Nous avions également un rendez-vous important à Panama City, à l’ambassade des Etats-Unis. Car la suite du programme, pour l’an prochain, prévoit de nous mener vers les Côtes Etats-uniennes, Hawaï, Alaska, Californie. Hors pour se rendre aux Etats Unis à bord d’un jet privé (on s’en est séparés, on ne trouvait finalement pas ça très pratique), ou d’un yacht privé (nous n’avons conservé que le yacht), il est indispensable de se faire délivrer un visa de type B2. Son obtention est liée à une procédure en ligne des plus fastidieuses. En Martinique, nous avons passé des dizaines d’heures connectés à essayer de dénouer tous les rouages de cette démarche qui, après avoir payé 160 US $ pour chaque membre de la famille, avait débouché à un rendez vous à l’Ambassade Etats-unienne de Panama : une telle rencontre personnalisée dans une ambassade est indispensable. Nous n’en croiserons pas d’autre avant notre entrée aux Etats-Unis, à Hawaï. Le jour dit nous avons donc pris un taxi depuis la marina jusqu’à la gare des bus de Colon, emprunté la navette conduisant à Panama City, où un nouveau taxi nous a déposés devant l’ambassade. Il nous manquait une photo d’identité d’un format particulier, 5 x 5 cm, et nous avons été heureux de trouver devant l’ambassade des tentes avec installés là des photographes avec tout le matériel nécessaire à la fabrication des dites photos. Finalement d’entretien il n’y eut pas (ben oui, nous sommes une famille d’occidentaux, blancs, c’est plus simple…). Il a quand même fallu retourner trois jours plus tard récupérer nos passeports munis des fameux visas. Même dans une ambassade américaine, il peut y avoir des couacs informatiques. A moins que ce retard n’ait été lié aux attentats du marathon de Boston qui ont eu lieu ce même jour ? 
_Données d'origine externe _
//! Centralized limits and thresholds for the trait engine.
//!
//! These constants bound the work a single query may do and define the
//! contract limits that callers must respect. Exceeding a recursion limit
//! makes the affected expression inapplicable; exceeding a contract limit
//! is reported as an error at the query entry point.
//!
//! # Solver recursion limits
//!
//! The recursion guards in the solver are constructed from
//! `cxxtraits_solver::recursion::RecursionProfile`, which reads the depth
//! values defined here.

// =============================================================================
// Contract Limits
// =============================================================================

/// Maximum number of argument types in one trait query.
///
/// Variadic traits (`is_constructible<T, Args...>`, `is_invocable<F, Args...>`,
/// `common_type<Ts...>`) are keyed by an inline argument pack of this
/// capacity. A query with more arguments is a caller error and is rejected
/// with `TraitError::ArityExceeded` before any evaluation happens.
///
/// ```text
/// is_constructible<T, A1, ..., A16>   // accepted
/// is_constructible<T, A1, ..., A17>   // rejected: arity 17 > 16
/// ```
pub const MAX_TRAIT_ARITY: usize = 16;

/// Largest alignment accepted by `aligned_storage` and `aligned_union`.
///
/// Alignments are powers of two from 1 up to and including this value.
pub const MAX_ALIGNMENT: u64 = 0x4000;

// =============================================================================
// Recursion Depth Limits
// =============================================================================

/// Maximum nesting of initialization sub-problems in one query.
///
/// Constructing a record may require initializing its parameters, which may
/// select a converting constructor, which binds a reference to a temporary,
/// and so on. Real programs stay far below this bound.
pub const MAX_INITIALIZATION_DEPTH: u32 = 64;

/// Maximum depth of a base-class walk.
///
/// Inheritance chains are acyclic by construction (a base must be complete
/// when it is named), so this only protects against pathological depth.
pub const MAX_HIERARCHY_DEPTH: u32 = 256;

/// Maximum number of steps one guarded computation may take in total.
pub const MAX_GUARD_ITERATIONS: u32 = 100_000;
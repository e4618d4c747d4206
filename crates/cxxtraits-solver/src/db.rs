//! Type database abstraction for the solver.
//!
//! This trait isolates the trait layers from concrete storage, so an
//! embedding front end can answer type and declaration lookups from its own
//! tables instead of a `TypeInterner`.

use crate::def::{EnumDecl, RecordDecl};
use crate::intern::TypeInterner;
use crate::types::{
    CvQualifiers, EnumId, FunctionShape, FunctionShapeId, RecordId, TypeData, TypeId,
};
use cxxtraits_common::TargetInfo;
use cxxtraits_common::interner::Atom;
use std::sync::Arc;

/// Query interface for the solver.
///
/// This keeps solver components generic and prevents them from reaching
/// into concrete storage structures directly. Implementations must be
/// shareable across threads: answers never depend on which thread asks or
/// in which order questions arrive.
pub trait TypeDatabase: Send + Sync {
    fn lookup(&self, id: TypeId) -> Option<TypeData>;
    fn function_shape(&self, id: FunctionShapeId) -> Option<Arc<FunctionShape>>;
    fn record(&self, id: RecordId) -> Option<Arc<RecordDecl>>;
    fn enum_decl(&self, id: EnumId) -> Option<Arc<EnumDecl>>;
    fn target(&self) -> &TargetInfo;
    fn resolve_atom(&self, atom: Atom) -> Arc<str>;

    fn qualified(&self, ty: TypeId, cv: CvQualifiers) -> TypeId;
    fn pointer(&self, pointee: TypeId) -> TypeId;
    fn lvalue_reference(&self, ty: TypeId) -> TypeId;
    fn rvalue_reference(&self, ty: TypeId) -> TypeId;
    fn array(&self, element: TypeId, bound: Option<u64>) -> TypeId;
    fn function(&self, shape: FunctionShape) -> TypeId;
    fn member_pointer(&self, class: TypeId, pointee: TypeId) -> TypeId;
    fn record_type(&self, id: RecordId) -> TypeId;
}

impl TypeDatabase for TypeInterner {
    fn lookup(&self, id: TypeId) -> Option<TypeData> {
        TypeInterner::lookup(self, id)
    }

    fn function_shape(&self, id: FunctionShapeId) -> Option<Arc<FunctionShape>> {
        TypeInterner::function_shape(self, id)
    }

    fn record(&self, id: RecordId) -> Option<Arc<RecordDecl>> {
        self.record_decl(id)
    }

    fn enum_decl(&self, id: EnumId) -> Option<Arc<EnumDecl>> {
        TypeInterner::enum_decl(self, id)
    }

    fn target(&self) -> &TargetInfo {
        TypeInterner::target(self)
    }

    fn resolve_atom(&self, atom: Atom) -> Arc<str> {
        TypeInterner::resolve_atom(self, atom)
    }

    fn qualified(&self, ty: TypeId, cv: CvQualifiers) -> TypeId {
        TypeInterner::qualified(self, ty, cv)
    }

    fn pointer(&self, pointee: TypeId) -> TypeId {
        TypeInterner::pointer(self, pointee)
    }

    fn lvalue_reference(&self, ty: TypeId) -> TypeId {
        TypeInterner::lvalue_reference(self, ty)
    }

    fn rvalue_reference(&self, ty: TypeId) -> TypeId {
        TypeInterner::rvalue_reference(self, ty)
    }

    fn array(&self, element: TypeId, bound: Option<u64>) -> TypeId {
        TypeInterner::array(self, element, bound)
    }

    fn function(&self, shape: FunctionShape) -> TypeId {
        TypeInterner::function(self, shape)
    }

    fn member_pointer(&self, class: TypeId, pointee: TypeId) -> TypeId {
        TypeInterner::member_pointer(self, class, pointee)
    }

    fn record_type(&self, id: RecordId) -> TypeId {
        TypeInterner::record_type(self, id)
    }
}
Les lamaneurs lancent les toulines avec précision, on y amarre les aussières et le lamaneur ramène l’aussière et la frappe sur un taquet. 



Coccinelle dans les écluses de Miraflorès. 

Le Canal de Panama. 

Le rendez-vous principal, celui du passage du canal, a été fixé ce vendredi 19 avril 2013 à 14 heures. Bien sûr nous étions à l’heure, et même en avance, même si nous savions par radio ponton que le pilote ne serait probablement pas là avant 16 heures. Il s’est mis à pleuvoir. Au cours de ces deux heures, il a plu, plu, et plu encore, toute l’eau du ciel, de la pluie des plus drues, des plus intenses. De celles qui réduisent la visibilité à néant, et impose, et ce malgré les aides à la navigation électronique (radar, AIS, etc.) une certaines attention aux capitaines et pilotes. Le chenal d’accès aux premières écluses de Gatún passe à quelques centaines de mètres des Flats, et nous pouvions deviner au travers des rideaux de pluie les ombres fantasmagoriques des navires, en marche avant réduite, au déplacement rythmé par les coups lancinants de leurs cornes de brume. 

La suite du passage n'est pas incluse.